ABOUT THIS TASK:
The result should be every line of the listing that contains "rows".

DATA:

···

// ── /tasks/{id}/status ───────────────────────────────────────────────────

#[derive(Deserialize)]
struct TaskStatusUpdatePayload {
    status: Option<String>,
    comment: Option<String>,
}

async fn set_task_status(
    State(state): State<AppState>,
    headers: HeaderMap,
    Path(task_id): Path<i64>,
    Json(payload): Json<TaskStatusUpdatePayload>,
) -> Response {
    let user = match authenticate(&state, &headers).await {
        Ok(u) => u,
        Err(r) => return r,
    };

    match store::task_owned_by_user(&state.pool, task_id, user.id).await {
        Ok(false) => return not_found("Task not found"),
        Err(e) => {
            error!(error = %e, "task ownership check failed");
            return internal_error();
        }
        Ok(true) => {}
    }

    let comment: Option<String> = payload.comment.as_deref().map(|c| c.chars().take(500).collect());

    if let Some(status) = &payload.status {
        let valid = matches!(TaskStatusValue::parse(status), Some(v) if v != TaskStatusValue::Pending);
        if !valid {
            return bad_request("Invalid status");
        }
        if let Err(e) = store::set_task_status(&state.pool, task_id, status, comment.as_deref()).await {
            error!(error = %e, "setting task status failed");
            return internal_error();
        }
    } else if payload.comment.is_some() {
        let comment = comment.filter(|c| !c.is_empty());
        if let Err(e) = store::set_task_comment(&state.pool, task_id, comment.as_deref()).await {
            error!(error = %e, "setting task comment failed");
            return internal_error();
        }
    } else {
        return bad_request("Provide status or comment");
    }

    Json(serde_json::json!({"ok": true})).into_response()
}

// ── /reminders ────────────────────────────────────────────────────────────

async fn list_reminders(State(state): State<AppState>, headers: HeaderMap) -> Response {
    let user = match authenticate(&state, &headers).await {
        Ok(u) => u,
        Err(r) => return r,
    };
    match reminders::list_for_user(&state.pool, user.id).await {
        Ok(rows) => Json(serialize_reminders(&rows)).into_response(),
        Err(e) => {
            error!(error = %e, "listing reminders failed");
            internal_error()
        }
    }
}

fn serialize_reminders(rows: &[crate::models::CustomReminder]) -> serde_json::Value {
    let items: Vec<_> = rows
        .iter()
        .map(|r| {
            serde_json::json!({
                "id": r.id,
                "time_of_day": r.time_of_day,
                "day_of_month": r.day_of_month,
                "description": r.description,
                "repeat_interval_minutes": r.repeat_interval_minutes,
                "max_attempts_per_day": r.max_attempts_per_day,
                "attempts_sent_today": r.attempts_sent_today,
                "done_today": r.done_today,
                "enabled": r.enabled,
            })
        })
        .collect();
    serde_json::json!({"items": items})
}

async fn reminder_stats(State(state): State<AppState>, headers: HeaderMap) -> Response {
    let user = match authenticate(&state, &headers).await {
        Ok(u) => u,
        Err(r) => return r,
    };
    match reminders::stats(&state.pool, user.id).await {
        Ok(s) => Json(serde_json::json!({
            "total": s.total,
            "enabled": s.enabled,
            "disabled": s.disabled,
            "done_today": s.done_today,
            "sent_today": s.sent_today,
        }))
        .into_response(),
        Err(e) => {
            error!(error = %e, "reminder stats failed");
            internal_error()
        }
    }
}
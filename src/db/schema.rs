//! Schema introspection.
//!
//! Each engine strategy reads its catalog into per-table [`TableDraft`]s. The
//! engine-neutral [`assemble`] step then turns drafts into a [`SchemaInfo`],
//! absorbing failures of the optional enrichments (foreign keys, indexes,
//! row counts) as warnings instead of failing the whole discovery.
//!
//! SQL queries live in the `queries` submodule with constants per engine.

use crate::db::pool::{DbPool, MongoPool};
use crate::dialect::dialect_for;
use crate::error::{DbError, DbResult};
use crate::models::{
    ColumnDefinition, EngineType, ForeignKey, IndexInfo, Relationship, SchemaInfo, TableSchema,
    ViewInfo,
};
use tracing::{debug, info, warn};

/// Catalog output for one table before normalisation.
#[derive(Debug)]
pub struct TableDraft {
    pub name: String,
    /// Columns in ordinal order.
    pub columns: Vec<ColumnDefinition>,
    /// Primary key columns in key order.
    pub primary_keys: Vec<String>,
    pub foreign_keys: DbResult<Vec<ForeignKey>>,
    pub indexes: DbResult<Vec<IndexInfo>>,
    pub row_count: DbResult<u64>,
}

impl TableDraft {
    pub fn new(name: impl Into<String>, columns: Vec<ColumnDefinition>) -> Self {
        let primary_keys = columns
            .iter()
            .filter(|c| c.is_primary_key)
            .map(|c| c.name.clone())
            .collect();
        Self {
            name: name.into(),
            columns,
            primary_keys,
            foreign_keys: Ok(Vec::new()),
            indexes: Ok(Vec::new()),
            row_count: Ok(0),
        }
    }
}

/// Schema introspector for all supported engines.
pub struct SchemaIntrospector;

impl SchemaIntrospector {
    /// Discover the full schema behind `pool`.
    ///
    /// Fails with `NotConfigured` when the pool is closed or belongs to a
    /// different engine, and with `Discovery` when the catalog cannot be read
    /// at all.
    pub async fn discover(pool: &DbPool, engine: EngineType) -> DbResult<SchemaInfo> {
        if pool.is_closed() {
            return Err(DbError::not_configured("connection pool is closed"));
        }
        if pool.engine() != engine {
            return Err(DbError::not_configured(format!(
                "pool is for {} but {} was requested",
                pool.engine(),
                engine
            )));
        }

        let (drafts, views) = crate::impl_db_dispatch!(pool, {
            Postgres(p) => postgres::discover(p).await?,
            MySql(p) => mysql::discover(p).await?,
            SQLite(p) => sqlite::discover(p).await?,
            Mongo(m) => mongo::discover(m).await?,
        });

        let schema = assemble(engine, drafts, views);
        info!(
            engine = %engine,
            tables = schema.tables.len(),
            relationships = schema.relationships.len(),
            warnings = schema.warnings.len(),
            "Discovered schema"
        );
        Ok(schema)
    }
}

/// Normalise drafts into a [`SchemaInfo`].
///
/// Failed enrichments become empty lists (row count: zero) plus a warning.
/// Relationships are kept only when both ends exist in the table map.
pub fn assemble(
    engine: EngineType,
    drafts: Vec<TableDraft>,
    views: DbResult<Vec<ViewInfo>>,
) -> SchemaInfo {
    let mut schema = SchemaInfo::empty(engine);
    match views {
        Ok(views) => schema.views = views,
        Err(e) => {
            warn!(error = %e, "Could not read views");
            schema.warnings.push(format!("could not read views: {e}"));
        }
    }

    for draft in drafts {
        let TableDraft {
            name,
            mut columns,
            primary_keys,
            foreign_keys,
            indexes,
            row_count,
        } = draft;

        let foreign_keys = foreign_keys.unwrap_or_else(|e| {
            absorb(&mut schema.warnings, &name, "foreign keys", &e);
            Vec::new()
        });
        let indexes = indexes.unwrap_or_else(|e| {
            absorb(&mut schema.warnings, &name, "indexes", &e);
            Vec::new()
        });
        let row_count = row_count.unwrap_or_else(|e| {
            absorb(&mut schema.warnings, &name, "row count", &e);
            0
        });

        for column in &mut columns {
            if foreign_keys.iter().any(|fk| fk.column == column.name) {
                column.is_foreign_key = true;
            }
        }

        schema.tables.insert(
            name.clone(),
            TableSchema {
                name,
                columns,
                primary_keys,
                foreign_keys,
                indexes,
                row_count: Some(row_count),
            },
        );
    }

    let relationships: Vec<Relationship> = schema
        .tables
        .values()
        .flat_map(|table| {
            table.foreign_keys.iter().map(move |fk| Relationship {
                table: table.name.clone(),
                column: fk.column.clone(),
                referenced_table: fk.references_table.clone(),
                referenced_column: fk.references_column.clone(),
            })
        })
        .collect();

    for rel in relationships {
        if schema.has_column(&rel.table, &rel.column)
            && schema.has_column(&rel.referenced_table, &rel.referenced_column)
        {
            schema.relationships.push(rel);
        } else {
            debug!(
                table = %rel.table,
                referenced_table = %rel.referenced_table,
                "Dropping relationship to a table outside the discovered set"
            );
        }
    }

    schema
}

···

SOLUTION TO THE EXERCISE:
        Ok(rows) => Json(serialize_reminders(&rows)).into_response(),
fn serialize_reminders(rows: &[crate::models::CustomReminder]) -> serde_json::Value {
    let items: Vec<_> = rows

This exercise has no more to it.